Этими словами мы хотели прикрыться, как щитом.
– А я генерал, – сказал незнакомец. – Еще какой!
И, недолго думая, он сунул пистолет за пояс, подхватил одной рукой под мышку Алешку, а другой – чемодан и затопал по лестнице.
Я кинулся за ним, схватил Алешку за ноги и попытался выдернуть его из-под руки бандита. За что получил точный удар пяткой в коленную чашечку и от резкой боли грохнулся на ступени.
Когда я, прихрамывая, добрался до верхней двери, в ней снаружи щелкнул замок.
Вернувшись в холл, я распахнул окно и в свете фонаря у ворот увидел, как незнакомец запихивает брыкающегося Алешку в машину и садится в нее сам.
Выпрыгнув на улицу, я добежал до ворот в тот момент, когда ярко вспыхнули фары, взревел мощный двигатель, машина резко, визжа колесами, развернулась и помчалась по дороге.
– Дима… – услышал я слабый голос. – Это ты?
У ворот лежал наш участковый. Руки его были прихвачены наручниками к железным прутьям.
– Быстро, – сказал он, – в левом нагрудном кармане – ключик от наручников.
Я достал ключик, расцепил кольца наручников. Участковый встал, его пошатывало. Он сильно потер лицо ладонями.
– Беги за отцом! – приказал он. – Я постараюсь перехватить их у Рябинок.
И он, спотыкаясь и покачиваясь, подбежал к стоявшему неподалеку «уазику».
– Пусть захватит оружие! – крикнул он уже из машины. – Мой пистолет они забрали. – И он так рванул с места, что мне показалось, будто машина стала на дыбы.
Я бросился домой. Доигрались, думал я, а ведь предупреждал нас папа. А что с мамой будет? И я решил скрыть от нее нашу беду.
Постучав в окошко родного хозблока, я негромко сказал:
– Полковник Оболенский, выдь на минутку.
Окно тотчас распахнулось.
– Пап, Алешку украли, – прошептал я. – Участковый хочет перехватить их у Рябинок. Пистолет возьми.

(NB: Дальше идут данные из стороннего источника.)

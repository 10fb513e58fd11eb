use anyhow::{Context, Result, bail};
use serde::{Deserialize, Serialize};
use std::fs;
use std::io::{self, Write};
use std::path::{Path, PathBuf};

use crate::state::ensure_portrait_home;

#[derive(Debug, Clone, PartialEq, Serialize, Deserialize, Default)]
pub struct AuthState {
    pub github_token: Option<String>,
    pub anthropic_token: Option<String>,
    pub openai_api_key: Option<String>,
}

impl AuthState {
    /// Environment variables win over stored values.
    pub fn with_env_overrides(self) -> Self {
        self.with_overrides(|name| std::env::var(name).ok())
    }

    fn with_overrides(mut self, lookup: impl Fn(&str) -> Option<String>) -> Self {
        let pick = |name: &str| lookup(name).map(|v| v.trim().to_string()).filter(|v| !v.is_empty());
        if let Some(v) = pick("GITHUB_TOKEN") {
            self.github_token = Some(v);
        }
        if let Some(v) = pick("ANTHROPIC_API_KEY") {
            self.anthropic_token = Some(v);
        }
        if let Some(v) = pick("OPENAI_API_KEY") {
            self.openai_api_key = Some(v);
        }
        self
    }
}

fn auth_path() -> Result<PathBuf> {
    Ok(ensure_portrait_home()?.join("auth.json"))
}

/// Stored tokens with environment overrides applied.
pub fn resolve_auth() -> Result<AuthState> {
    Ok(load_auth()?.with_env_overrides())
}

pub fn load_auth() -> Result<AuthState> {
    load_auth_from(&auth_path()?)
}

fn load_auth_from(p: &Path) -> Result<AuthState> {
    if !p.exists() {
        return Ok(AuthState::default());
    }
    let s = fs::read_to_string(p).with_context(|| format!("read {}", p.display()))?;
    serde_json::from_str(&s).with_context(|| format!("parse {}", p.display()))
}

pub fn save_auth(auth: &AuthState) -> Result<()> {
    save_auth_to(auth, &auth_path()?)
}

fn save_auth_to(auth: &AuthState, p: &Path) -> Result<()> {
    let s = serde_json::to_string_pretty(auth)?;
    fs::write(p, s).with_context(|| format!("write {}", p.display()))?;
    restrict_permissions(p)
}

#[cfg(unix)]
fn restrict_permissions(p: &Path) -> Result<()> {
    use std::os::unix::fs::PermissionsExt;
    fs::set_permissions(p, fs::Permissions::from_mode(0o600)).with_context(|| format!("chmod {}", p.display()))
}

#[cfg(not(unix))]
fn restrict_permissions(_p: &Path) -> Result<()> {
    Ok(())
}

fn prompt_secret(label: &str) -> Result<String> {
    print!("{}: ", label);
    io::stdout().flush().ok();
    let mut s = String::new();
    io::stdin().read_line(&mut s)?;
    Ok(s.trim().to_string())
}

const GITHUB_TOKEN_PREFIXES: &[&str] = &["ghp_", "github_pat_", "gho_", "ghu_"];

pub fn github_paste_token() -> Result<()> {
    let mut auth = load_auth()?;
    let token = prompt_secret("Paste GitHub token (starts with ghp_ or github_pat_)")?;
    if !GITHUB_TOKEN_PREFIXES.iter().any(|p| token.starts_with(p)) {
        bail!("token didn't look like a GitHub token (expected prefix ghp_ or github_pat_)");
    }
    auth.github_token = Some(token);
    save_auth(&auth)?;
    println!("Saved GitHub token to ~/.portrait/auth.json");
    Ok(())
}

pub fn anthropic_paste_token() -> Result<()> {
    let mut auth = load_auth()?;
    let token = prompt_secret("Paste Anthropic token (starts with sk-ant-)")?;
    if !token.starts_with("sk-ant-") {
        bail!("token didn't look like an Anthropic token (expected prefix sk-ant-)");
    }
    auth.anthropic_token = Some(token);
    save_auth(&auth)?;
    println!("Saved Anthropic token to ~/.portrait/auth.json");
    Ok(())
}

pub fn openai_paste_api_key() -> Result<()> {
    let mut auth = load_auth()?;
    let key = prompt_secret("Paste OpenAI API key (starts with sk-)")?;
    if !key.starts_with("sk-") {
        bail!("key didn't look like an OpenAI API key (expected prefix sk-)");
    }
    auth.openai_api_key = Some(key);
    save_auth(&auth)?;
    println!("Saved OpenAI API key to ~/.portrait/auth.json");
    Ok(())
}

#[cfg(test)]
mod tests {
    use super::*;

    #[test]
    fn test_env_overrides_stored_values() {
        let stored = AuthState {
            github_token: Some("ghp_stored".into()),
            anthropic_token: Some("sk-ant-stored".into()),
            openai_api_key: None,
        };
        let resolved = stored.with_overrides(|name| match name {
            "GITHUB_TOKEN" => Some("ghp_env".into()),
            "OPENAI_API_KEY" => Some("sk-env".into()),
            "ANTHROPIC_API_KEY" => Some("   ".into()),
            _ => None,
        });
        assert_eq!(resolved.github_token.as_deref(), Some("ghp_env"));
        assert_eq!(resolved.anthropic_token.as_deref(), Some("sk-ant-stored"));
        assert_eq!(resolved.openai_api_key.as_deref(), Some("sk-env"));
    }

    #[test]
    fn test_auth_file_roundtrip() {
        let tmp = tempfile::tempdir().unwrap();
        let p = tmp.path().join("auth.json");
        assert_eq!(load_auth_from(&p).unwrap(), AuthState::default());

        let auth = AuthState { github_token: Some("ghp_x".into()), ..AuthState::default() };
        save_auth_to(&auth, &p).unwrap();
        assert_eq!(load_auth_from(&p).unwrap(), auth);
    }
}
//! portrait-ingest: GitHub payload types, conversion into `RawProfile`, and the disk cache.

pub mod cache;
pub mod parsers;
pub mod types;

pub use cache::JsonDirCache;
pub use parsers::github::{decode_readme, to_raw_profile, window_start};
pub use types::{GhCommit, GhReadme, GhRepo, GhUser, ProfileSnapshot, RepoSnapshot};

Папа без лишних вопросов, успев крикнуть в глубину комнаты: «Я на минутку!», выпрыгнул в окно, одновременно засовывая пистолет под мышку, будто он специально лежал у него на подоконнике.
Мы молча пробежали несколько участков, потом папа перемахнул чей-то забор, бросив мне: «Жди здесь!» И я услышал дробный стук в окно, а потом папин голос:
– Петрович, я возьму твою машину.
Мгновенно вспыхнули фары, заработал двигатель, и рядом со мной оказался «жигуленок» с распахнутой правой дверцей.
Я нырнул в машину.
– Пристегнись!
И ни слова упрека.
Скажу честно: во время этой погони я почти все время сидел с закрытыми глазами. Такой сумасшедшей езды я даже в боевиках не видел. Ревел двигатель, визжали колеса, выбрасывая гравий на виражах, мелькали по обочинам деревья, тени, огоньки. Один раз, подкинутая на ухабе, машина пролетела несколько метров по воздуху и снова вернулась на шоссе – я чуть не прикусил язык при этом.
Папа ухитрялся гнать машину по ночной дороге, увиливая от всех препятствий и опасностей, и одновременно задавать мне короткие вопросы.
– Что ж, – пробормотал он, еще раз услыхав про Рябинки, – решение правильное.
Мы мчались в ночи со страшной скоростью. Но я не боялся разбиться. То есть боялся, конечно, но только потому, что тогда мы не сможем выручить из беды Алешку.
Папа сидел за рулем, как-то застыв, глаза его были прикованы к световому пятну наших фар, мчащемуся впереди нас. И только руки непрестанно работали, безупречно точно направляя машину именно тем путем, который сейчас был самым выгодным и безопасным.
Впереди показалась встречная машина. Папа чуть сбавил скорость. А машина вдруг замигала фарами и стала отходить к обочине, останавливаясь.
Папа затормозил и еще на ходу выскочил на дорогу, а навстречу ему уже бежал участковый.
– Все в порядке! – кричал он. – Все путем! Не волнуйтесь, товарищ полковник.
А за ним не спеша шел Алешка, хорошо видимый в свете фар, и почему-то плевался.
Папа подхватил его на руки.
– Ты чего! – возмутился Алешка и, отвернувшись, опять плюнул на дорогу.
– Ты чего плюешься? – испугался папа.